If all else fails, which I don't think it will, they can be shipped to me. I am in California and upgrading to a larger tent (which is what I use as an aviary). Hopefully someone closer to you can help. I'm sorry your aunt is sick and you are forced to do this.  It's hard to lose birds. I have one who is blind in one eye as well, she is a real sweetie. Let's give it some time and see what comes up.


----------



## Reti

Thank you MJ.
I would hate to know they would be killed. Wish I had more room I would have taken them in an instant.

Reti


----------



## teebo

please,i feel bad as it is,i will hold on to them for 3-4 weeks, i really dont want to have them put down,but if all else fails what am i soppossed to do...i hope someone who is caring and loving will take them.thanks to all concerned.


----------



## Reti

teebo said:


> please,i feel bad as it is,i will hold on to them for 3-4 weeks, i really dont want to have them put down,but if all else fails what am i soppossed to do...i hope someone who is caring and loving will take them.thanks to all concerned.

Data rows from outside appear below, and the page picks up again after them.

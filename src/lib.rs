pub mod api;
pub mod config;
pub mod entities;
pub mod infrastructure;
pub mod models;
pub mod services;
pub mod utils;

use crate::config::TransferConfig;
use crate::services::api_keys::ApiKeyService;
use crate::services::key_store::KeyStore;
use crate::services::key_validator::KeyValidator;
use crate::services::presign::PresignedUrlIssuer;
use crate::services::staging::StagingArea;
use crate::services::storage::StorageService;
use crate::services::streaming::RangeStreamer;
use crate::services::upload_coordinator::UploadCoordinator;
use axum::{
    Router,
    http::HeaderValue,
    middleware::{from_fn, from_fn_with_state},
    routing::{get, post, put},
};
use std::sync::Arc;
use tower_http::cors::{Any, CorsLayer};
use utoipa::OpenApi;
use utoipa_swagger_ui::SwaggerUi;

#[derive(OpenApi)]
#[openapi(
    paths(
        api::handlers::health::health_check,
        api::handlers::upload::get_presigned_url,
        api::handlers::upload::multipart_upload,
        api::handlers::stream::stream_file,
        api::handlers::api_keys::create_key,
        api::handlers::api_keys::toggle_key,
        api::handlers::api_keys::list_keys,
    ),
    components(
        schemas(
            api::handlers::health::HealthResponse,
            api::handlers::upload::UploadResponse,
            api::handlers::api_keys::CreateKeyRequest,
            api::handlers::api_keys::ToggleKeyRequest,
            api::handlers::api_keys::ApiKeyResponse,
            api::handlers::api_keys::ApiKeyListResponse,
            services::presign::PresignedUpload,
            models::KeyStatus,
        )
    ),
    tags(
        (name = "system", description = "Liveness"),
        (name = "uploads", description = "Presigned and server-side multipart uploads"),
        (name = "files", description = "Range-aware imagery streaming"),
        (name = "api-keys", description = "API key management")
    )
)]
pub struct ApiDoc;

#[derive(Clone)]
pub struct AppState {
    pub upload_storage: Arc<dyn StorageService>,
    pub serve_storage: Arc<dyn StorageService>,
    pub key_store: Arc<dyn KeyStore>,
    pub key_validator: KeyValidator,
    pub api_keys: Arc<ApiKeyService>,
    pub staging: StagingArea,
    pub uploader: Arc<UploadCoordinator>,
    pub presigner: PresignedUrlIssuer,
    pub streamer: RangeStreamer,
    pub config: TransferConfig,
}

impl AppState {
    /// Wires the services on top of the two buckets and the key store.
    pub fn new(
        upload_storage: Arc<dyn StorageService>,
        serve_storage: Arc<dyn StorageService>,
        key_store: Arc<dyn KeyStore>,
        config: TransferConfig,
    ) -> Self {
        Self {
            key_validator: KeyValidator::new(key_store.clone()),
            api_keys: Arc::new(ApiKeyService::new(
                key_store.clone(),
                config.api_key_ttl_days,
            )),
            staging: StagingArea::new(config.staging_dir.clone(), config.max_file_size as u64),
            uploader: Arc::new(UploadCoordinator::new(upload_storage.clone(), &config)),
            presigner: PresignedUrlIssuer::new(upload_storage.clone(), config.presign_expiry_secs),
            streamer: RangeStreamer::new(serve_storage.clone()),
            upload_storage,
            serve_storage,
            key_store,
            config,
        }
    }
}

fn cors_layer(config: &TransferConfig) -> CorsLayer {
    let origins: Vec<HeaderValue> = config
        .allowed_origins
        .iter()
        .filter(|o| o.as_str() != "*")
        .filter_map(|o| HeaderValue::from_str(o).ok())
        .collect();

    let layer = CorsLayer::new()
        .allow_methods(Any)
        .allow_headers(Any)
        .expose_headers(Any);

    if origins.is_empty() || config.allowed_origins.iter().any(|o| o == "*") {
        layer.allow_origin(Any)
    } else {
        layer.allow_origin(origins)
    }
}

pub fn create_app(state: AppState) -> Router {
    Router::new()
        .merge(SwaggerUi::new("/swagger-ui").url("/api-docs/openapi.json", ApiDoc::openapi()))
        .route("/health", get(api::handlers::health::health_check))
        .route(
            "/presigned-url",
            get(api::handlers::upload::get_presigned_url),
        )
        .route(
            "/multipart-upload",
            post(api::handlers::upload::multipart_upload).layer(
                axum::extract::DefaultBodyLimit::max(
                    state.config.max_file_size + 10 * 1024 * 1024, // Add 10MB buffer for multipart overhead
                ),
            ),
        )
        .route("/file/:name", get(api::handlers::stream::stream_file))
        .route(
            "/api-keys",
            post(api::handlers::api_keys::create_key)
                .get(api::handlers::api_keys::list_keys)
                .layer(from_fn_with_state(
                    state.clone(),
                    api::middleware::auth::auth_middleware,
                )),
        )
        .route(
            "/api-keys/toggle",
            put(api::handlers::api_keys::toggle_key).layer(from_fn_with_state(
                state.clone(),
                api::middleware::auth::auth_middleware,
            )),
        )
        .layer(from_fn(api::middleware::request_id::request_id_middleware))
        .layer(cors_layer(&state.config))
        .with_state(state)
}
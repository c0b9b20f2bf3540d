use crate::models::CompletedPartInfo;
use anyhow::Result;
use async_trait::async_trait;
use aws_sdk_s3::Client;
use aws_sdk_s3::presigning::PresigningConfig;
use aws_sdk_s3::primitives::ByteStream;
use aws_sdk_s3::types::{CompletedMultipartUpload, CompletedPart};
use bytes::Bytes;
use chrono::{DateTime, Utc};
use futures::StreamExt;
use futures::stream::BoxStream;
use std::time::Duration;
use tokio_util::io::ReaderStream;

/// Body of a stored object. Dropping it cancels the underlying fetch.
pub type ObjectBody = BoxStream<'static, std::io::Result<Bytes>>;

#[derive(Debug, Clone)]
pub struct ObjectMetadata {
    pub size: u64,
    pub e_tag: Option<String>,
    pub last_modified: Option<DateTime<Utc>>,
}

#[derive(Debug, Clone)]
pub struct MultipartUploadInfo {
    pub key: String,
    pub upload_id: String,
    pub initiated: Option<DateTime<Utc>>,
}

/// Blob storage capability. Components receive it explicitly so tests can substitute a fake.
#[async_trait]
pub trait StorageService: Send + Sync {
    async fn create_multipart_upload(&self, key: &str, content_type: &str) -> Result<String>;
    async fn upload_part(
        &self,
        key: &str,
        upload_id: &str,
        part_number: i32,
        data: Bytes,
    ) -> Result<String>;
    async fn complete_multipart_upload(
        &self,
        key: &str,
        upload_id: &str,
        parts: &[CompletedPartInfo],
    ) -> Result<()>;
    async fn abort_multipart_upload(&self, key: &str, upload_id: &str) -> Result<()>;
    async fn list_multipart_uploads(&self, prefix: &str) -> Result<Vec<MultipartUploadInfo>>;
    /// Metadata-only lookup; `None` when the object does not exist.
    async fn head_object(&self, key: &str) -> Result<Option<ObjectMetadata>>;
    /// Streams the object, or only the inclusive window `(start, end)` when given.
    async fn get_object_range(&self, key: &str, range: Option<(u64, u64)>) -> Result<ObjectBody>;
    async fn presign_put(
        &self,
        key: &str,
        expires_in: Duration,
        content_type: &str,
    ) -> Result<String>;
}

pub struct S3StorageService {
    client: Client,
    bucket: String,
}

impl S3StorageService {
    pub fn new(client: Client, bucket: String) -> Self {
        Self { client, bucket }
    }

    pub fn bucket(&self) -> &str {
        &self.bucket
    }
}

fn to_chrono(d: &aws_sdk_s3::primitives::DateTime) -> Option<DateTime<Utc>> {
    DateTime::from_timestamp(d.secs(), d.subsec_nanos())
}

#[async_trait]
impl StorageService for S3StorageService {
    async fn create_multipart_upload(&self, key: &str, content_type: &str) -> Result<String> {
        let res = self
            .client
            .create_multipart_upload()
            .bucket(&self.bucket)
            .key(key)
            .content_type(content_type)
            .send()
            .await?;

        let upload_id = res
            .upload_id()
            .ok_or_else(|| anyhow::anyhow!("No upload ID"))?;
        Ok(upload_id.to_string())
    }

    async fn upload_part(
        &self,
        key: &str,
        upload_id: &str,
        part_number: i32,
        data: Bytes,
    ) -> Result<String> {
        let res = self
            .client
            .upload_part()
            .bucket(&self.bucket)
            .key(key)
            .upload_id(upload_id)
            .part_number(part_number)
            .body(ByteStream::from(data))
            .send()
            .await?;

        let e_tag = res
            .e_tag()
            .ok_or_else(|| anyhow::anyhow!("No ETag returned for part {}", part_number))?;
        Ok(e_tag.to_string())
    }

    async fn complete_multipart_upload(
        &self,
        key: &str,
        upload_id: &str,
        parts: &[CompletedPartInfo],
    ) -> Result<()> {
        let completed_parts = parts
            .iter()
            .map(|p| {
                CompletedPart::builder()
                    .e_tag(&p.e_tag)
                    .part_number(p.part_number)
                    .build()
            })
            .collect();

        let completed_multipart_upload = CompletedMultipartUpload::builder()
            .set_parts(Some(completed_parts))
            .build();

        self.client
            .complete_multipart_upload()
            .bucket(&self.bucket)
            .key(key)
            .upload_id(upload_id)
            .multipart_upload(completed_multipart_upload)
            .send()
            .await?;
        Ok(())
    }

    async fn abort_multipart_upload(&self, key: &str, upload_id: &str) -> Result<()> {
        self.client
            .abort_multipart_upload()
            .bucket(&self.bucket)
            .key(key)
            .upload_id(upload_id)
            .send()
            .await?;
        Ok(())
    }

    async fn list_multipart_uploads(&self, prefix: &str) -> Result<Vec<MultipartUploadInfo>> {
        let mut uploads = Vec::new();
        let mut key_marker = None;
        let mut upload_id_marker = None;

        loop {
            let res = self
                .client
                .list_multipart_uploads()
                .bucket(&self.bucket)
                .prefix(prefix)
                .set_key_marker(key_marker)
                .set_upload_id_marker(upload_id_marker)
                .send()
                .await?;

            for upload in res.uploads() {
                if let (Some(key), Some(upload_id)) = (upload.key(), upload.upload_id()) {
                    uploads.push(MultipartUploadInfo {
                        key: key.to_string(),
                        upload_id: upload_id.to_string(),
                        initiated: upload.initiated().and_then(to_chrono),
                    });
                }
            }

            if res.is_truncated().unwrap_or(false) {
                key_marker = res.next_key_marker().map(str::to_string);
                upload_id_marker = res.next_upload_id_marker().map(str::to_string);
            } else {
                break;
            }
        }

        Ok(uploads)
    }

    async fn head_object(&self, key: &str) -> Result<Option<ObjectMetadata>> {
        let res = self
            .client
            .head_object()
            .bucket(&self.bucket)
            .key(key)
            .send()
            .await;

        match res {
            Ok(output) => Ok(Some(ObjectMetadata {
                size: output.content_length().unwrap_or(0).max(0) as u64,
                e_tag: output.e_tag().map(str::to_string),
                last_modified: output.last_modified().and_then(to_chrono),
            })),
            Err(e) => {
                let service_error = e.into_service_error();
                if service_error.is_not_found() {
                    Ok(None)
                } else {
                    Err(anyhow::anyhow!(service_error))
                }
            }
        }
    }

    async fn get_object_range(&self, key: &str, range: Option<(u64, u64)>) -> Result<ObjectBody> {
        let res = self
            .client
            .get_object()
            .bucket(&self.bucket)
            .key(key)
            .set_range(range.map(|(start, end)| format!("bytes={}-{}", start, end)))
            .send()
            .await?;

        Ok(ReaderStream::new(res.body.into_async_read()).boxed())
    }

    async fn presign_put(
        &self,
        key: &str,
        expires_in: Duration,
        content_type: &str,
    ) -> Result<String> {
        let presigning_config = PresigningConfig::expires_in(expires_in)?;

        let presigned = self
            .client
            .put_object()
            .bucket(&self.bucket)
            .key(key)
            .content_type(content_type)
            .presigned(presigning_config)
            .await?;

        Ok(presigned.uri().to_string())
    }
}
#![allow(dead_code)]

use async_trait::async_trait;
use axum::Router;
use bytes::Bytes;
use chrono::{DateTime, Utc};
use futures::StreamExt;
use imagery_vault::config::TransferConfig;
use imagery_vault::infrastructure::database;
use imagery_vault::models::{ApiKey, CompletedPartInfo, KeyStatus};
use imagery_vault::services::key_store::{KeyStore, SeaOrmKeyStore};
use imagery_vault::services::storage::{
    MultipartUploadInfo, ObjectBody, ObjectMetadata, StorageService,
};
use imagery_vault::{AppState, create_app};
use sea_orm::Database;
use std::collections::HashMap;
use std::sync::Arc;
use std::sync::Mutex;
use std::sync::atomic::{AtomicBool, AtomicUsize, Ordering};
use std::time::Duration;
use tempfile::TempDir;

pub const BOUNDARY: &str = "---------------------------123456789012345678901234567";

/// Counts a part call as in flight until it returns or is cancelled.
struct InFlight<'a>(&'a AtomicUsize);

impl Drop for InFlight<'_> {
    fn drop(&mut self) {
        self.0.fetch_sub(1, Ordering::SeqCst);
    }
}

/// Raises its flag when the body stream holding it is dropped.
struct DropFlag(Arc<AtomicBool>);

impl Drop for DropFlag {
    fn drop(&mut self) {
        self.0.store(true, Ordering::SeqCst);
    }
}

struct MockSession {
    key: String,
    initiated: DateTime<Utc>,
    parts: HashMap<i32, Vec<u8>>,
}

/// In-memory blob store with failure injection and call recording.
#[derive(Default)]
pub struct MockStorageService {
    objects: Mutex<HashMap<String, Vec<u8>>>,
    sessions: Mutex<HashMap<String, MockSession>>,
    /// Remaining injected failures per part number.
    part_failures: Mutex<HashMap<i32, usize>>,
    part_attempts: Mutex<HashMap<i32, usize>>,
    part_delay: Mutex<Option<Duration>>,
    commit_delay: Mutex<Option<Duration>>,
    committed: Mutex<Vec<Vec<i32>>>,
    fail_commit: AtomicBool,
    fail_presign: AtomicBool,
    /// Object bodies never finish once their bytes are sent.
    stall_bodies: AtomicBool,
    body_dropped: Arc<AtomicBool>,
    next_id: AtomicUsize,
    in_flight: AtomicUsize,
    max_in_flight: AtomicUsize,
    pub creates: AtomicUsize,
    pub commits: AtomicUsize,
    pub aborts: AtomicUsize,
}

impl MockStorageService {
    pub fn new() -> Self {
        Self::default()
    }

    pub fn put_object(&self, key: &str, data: Vec<u8>) {
        self.objects.lock().unwrap().insert(key.to_string(), data);
    }

    pub fn object(&self, key: &str) -> Option<Vec<u8>> {
        self.objects.lock().unwrap().get(key).cloned()
    }

    /// Every attempt at `part_number` fails.
    pub fn fail_part(&self, part_number: i32) {
        self.fail_part_times(part_number, usize::MAX);
    }

    pub fn fail_part_times(&self, part_number: i32, times: usize) {
        self.part_failures
            .lock()
            .unwrap()
            .insert(part_number, times);
    }

    pub fn fail_commit(&self) {
        self.fail_commit.store(true, Ordering::SeqCst);
    }

    pub fn fail_presign(&self) {
        self.fail_presign.store(true, Ordering::SeqCst);
    }

    pub fn delay_parts(&self, delay: Duration) {
        *self.part_delay.lock().unwrap() = Some(delay);
    }

    /// Every commit call sleeps this long before doing anything else.
    pub fn delay_commit(&self, delay: Duration) {
        *self.commit_delay.lock().unwrap() = Some(delay);
    }

    pub fn stall_bodies(&self) {
        self.stall_bodies.store(true, Ordering::SeqCst);
    }

    /// True once a body stream handed out by `get_object_range` has been dropped.
    pub fn body_dropped(&self) -> bool {
        self.body_dropped.load(Ordering::SeqCst)
    }

    pub fn total_attempts(&self) -> usize {
        self.part_attempts.lock().unwrap().values().sum()
    }

    pub fn in_flight(&self) -> usize {
        self.in_flight.load(Ordering::SeqCst)
    }

    pub fn attempts_for(&self, part_number: i32) -> usize {
        self.part_attempts
            .lock()
            .unwrap()
            .get(&part_number)
            .copied()
            .unwrap_or(0)
    }

    /// Part numbers of every commit call, in call order.
    pub fn committed_part_lists(&self) -> Vec<Vec<i32>> {
        self.committed.lock().unwrap().clone()
    }

    pub fn max_in_flight(&self) -> usize {
        self.max_in_flight.load(Ordering::SeqCst)
    }

    pub fn open_sessions(&self) -> usize {
        self.sessions.lock().unwrap().len()
    }

    pub fn has_session(&self, upload_id: &str) -> bool {
        self.sessions.lock().unwrap().contains_key(upload_id)
    }

    pub fn insert_session(&self, key: &str, upload_id: &str, initiated: DateTime<Utc>) {
        self.sessions.lock().unwrap().insert(
            upload_id.to_string(),
            MockSession {
                key: key.to_string(),
                initiated,
                parts: HashMap::new(),
            },
        );
    }
}

#[async_trait]
impl StorageService for MockStorageService {
    async fn create_multipart_upload(&self, key: &str, _content_type: &str) -> anyhow::Result<String> {
        self.creates.fetch_add(1, Ordering::SeqCst);
        let upload_id = format!("mock-upload-{}", self.next_id.fetch_add(1, Ordering::SeqCst));
        self.insert_session(key, &upload_id, Utc::now());
        Ok(upload_id)
    }

    async fn upload_part(
        &self,
        _key: &str,
        upload_id: &str,
        part_number: i32,
        data: Bytes,
    ) -> anyhow::Result<String> {
        *self
            .part_attempts
            .lock()
            .unwrap()
            .entry(part_number)
            .or_insert(0) += 1;

        let now = self.in_flight.fetch_add(1, Ordering::SeqCst) + 1;
        self.max_in_flight.fetch_max(now, Ordering::SeqCst);
        let guard = InFlight(&self.in_flight);

        let delay = *self.part_delay.lock().unwrap();
        if let Some(delay) = delay {
            tokio::time::sleep(delay).await;
        } else {
            tokio::task::yield_now().await;
        }
        drop(guard);

        {
            let mut failures = self.part_failures.lock().unwrap();
            if let Some(remaining) = failures.get_mut(&part_number) {
                if *remaining > 0 {
                    *remaining = remaining.saturating_sub(1);
                    anyhow::bail!("injected failure for part {}", part_number);
                }
            }
        }

        let mut sessions = self.sessions.lock().unwrap();
        let session = sessions
            .get_mut(upload_id)
            .ok_or_else(|| anyhow::anyhow!("NoSuchUpload"))?;
        session.parts.insert(part_number, data.to_vec());
        Ok(format!("\"etag-{}\"", part_number))
    }

    async fn complete_multipart_upload(
        &self,
        key: &str,
        upload_id: &str,
        parts: &[CompletedPartInfo],
    ) -> anyhow::Result<()> {
        self.commits.fetch_add(1, Ordering::SeqCst);
        let delay = *self.commit_delay.lock().unwrap();
        if let Some(delay) = delay {
            tokio::time::sleep(delay).await;
        }
        self.committed
            .lock()
            .unwrap()
            .push(parts.iter().map(|p| p.part_number).collect());

        if self.fail_commit.load(Ordering::SeqCst) {
            anyhow::bail!("injected commit failure");
        }

        let session = self
            .sessions
            .lock()
            .unwrap()
            .remove(upload_id)
            .ok_or_else(|| anyhow::anyhow!("NoSuchUpload"))?;

        let mut data = Vec::new();
        for part in parts {
            let bytes = session
                .parts
                .get(&part.part_number)
                .ok_or_else(|| anyhow::anyhow!("InvalidPart {}", part.part_number))?;
            data.extend_from_slice(bytes);
        }
        self.put_object(key, data);
        Ok(())
    }

    async fn abort_multipart_upload(&self, _key: &str, upload_id: &str) -> anyhow::Result<()> {
        self.aborts.fetch_add(1, Ordering::SeqCst);
        self.sessions.lock().unwrap().remove(upload_id);
        Ok(())
    }

    async fn list_multipart_uploads(&self, prefix: &str) -> anyhow::Result<Vec<MultipartUploadInfo>> {
        Ok(self
            .sessions
            .lock()
            .unwrap()
            .iter()
            .filter(|(_, s)| s.key.starts_with(prefix))
            .map(|(id, s)| MultipartUploadInfo {
                key: s.key.clone(),
                upload_id: id.clone(),
                initiated: Some(s.initiated),
            })
            .collect())
    }

    async fn head_object(&self, key: &str) -> anyhow::Result<Option<ObjectMetadata>> {
        Ok(self.object(key).map(|data| ObjectMetadata {
            size: data.len() as u64,
            e_tag: Some("\"mock-etag\"".to_string()),
            last_modified: Some(Utc::now()),
        }))
    }

    async fn get_object_range(
        &self,
        key: &str,
        range: Option<(u64, u64)>,
    ) -> anyhow::Result<ObjectBody> {
        let data = self
            .object(key)
            .ok_or_else(|| anyhow::anyhow!("Key not found"))?;
        let window = match range {
            Some((start, end)) => data[start as usize..=end as usize].to_vec(),
            None => data,
        };

        let chunks: Vec<std::io::Result<Bytes>> = window
            .chunks(1024)
            .map(|c| Ok(Bytes::copy_from_slice(c)))
            .collect();
        let body = futures::stream::iter(chunks);
        if !self.stall_bodies.load(Ordering::SeqCst) {
            return Ok(body.boxed());
        }

        let flag = DropFlag(self.body_dropped.clone());
        Ok(body
            .chain(futures::stream::pending())
            .map(move |chunk| {
                let _held = &flag;
                chunk
            })
            .boxed())
    }

    async fn presign_put(
        &self,
        key: &str,
        expires_in: Duration,
        _content_type: &str,
    ) -> anyhow::Result<String> {
        if self.fail_presign.load(Ordering::SeqCst) {
            anyhow::bail!("injected presign failure");
        }
        Ok(format!(
            "https://mock-bucket.s3.local/{}?X-Amz-Expires={}",
            key,
            expires_in.as_secs()
        ))
    }
}

pub async fn setup_key_store() -> Arc<SeaOrmKeyStore> {
    let db = Database::connect("sqlite::memory:").await.unwrap();
    database::run_migrations(&db).await.unwrap();
    Arc::new(SeaOrmKeyStore::new(db))
}

pub async fn insert_key(
    store: &dyn KeyStore,
    id: &str,
    owner_id: &str,
    status: KeyStatus,
    expires_at: DateTime<Utc>,
) {
    store
        .insert_key(ApiKey {
            id: id.to_string(),
            owner_id: owner_id.to_string(),
            name: format!("{}-name", id),
            status,
            created_at: Utc::now(),
            expires_at,
        })
        .await
        .unwrap();
}

pub struct TestApp {
    pub app: Router,
    pub state: AppState,
    pub upload: Arc<MockStorageService>,
    pub serve: Arc<MockStorageService>,
    pub keys: Arc<SeaOrmKeyStore>,
    pub staging: TempDir,
}

impl TestApp {
    pub async fn new() -> Self {
        Self::with_config(TransferConfig::development()).await
    }

    pub async fn with_config(mut config: TransferConfig) -> Self {
        let staging = TempDir::new().unwrap();
        config.staging_dir = staging.path().to_path_buf();

        let upload = Arc::new(MockStorageService::new());
        let serve = Arc::new(MockStorageService::new());
        let keys = setup_key_store().await;

        let state = AppState::new(upload.clone(), serve.clone(), keys.clone(), config);
        let app = create_app(state.clone());

        Self {
            app,
            state,
            upload,
            serve,
            keys,
            staging,
        }
    }

    /// Names of files currently left in the staging directory.
    pub fn staged_files(&self) -> Vec<String> {
        std::fs::read_dir(self.staging.path())
            .unwrap()
            .filter_map(|e| e.ok())
            .map(|e| e.file_name().to_string_lossy().into_owned())
            .collect()
    }
}

pub fn multipart_body(field: &str, filename: &str, data: &[u8]) -> Vec<u8> {
    let mut body = Vec::new();
    body.extend_from_slice(
        format!(
            "--{boundary}\r\n\
            Content-Disposition: form-data; name=\"{field}\"; filename=\"{filename}\"\r\n\
            Content-Type: application/octet-stream\r\n\r\n",
            boundary = BOUNDARY,
            field = field,
            filename = filename
        )
        .as_bytes(),
    );
    body.extend_from_slice(data);
    body.extend_from_slice(format!("\r\n--{}--\r\n", BOUNDARY).as_bytes());
    body
}

/// Deterministic non-repeating-per-part payload.
pub fn patterned(len: usize) -> Vec<u8> {
    (0..len).map(|i| (i % 251) as u8).collect()
}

Maryjane offered them a home if you don't find anything closer to you.

Reti


----------



## teebo

yes,im aware of that,i was pmed by someone from new york,still waiting to hear back from him...wish me luck


----------



## Skyeking

Hi teebo,

I'm so sorry you are needing to give up your pigeons, I can understand how desperate you feel.

I will put the word out and see if someone in your area can help, if not then shipping will be the next option.

Thank you for your concern over these birds.


----------



## christina11

Ohhhh I hope you find these birds a home  

Maybe you can give them to a shelter and let them find a home since you can't wait I dont want these poor birds to be put down.  

*Good luck*!


----------



## Hillybean

Well, I know I'm new to the whole pigeon thing, but if a local home can't be found then they're more than welcome here .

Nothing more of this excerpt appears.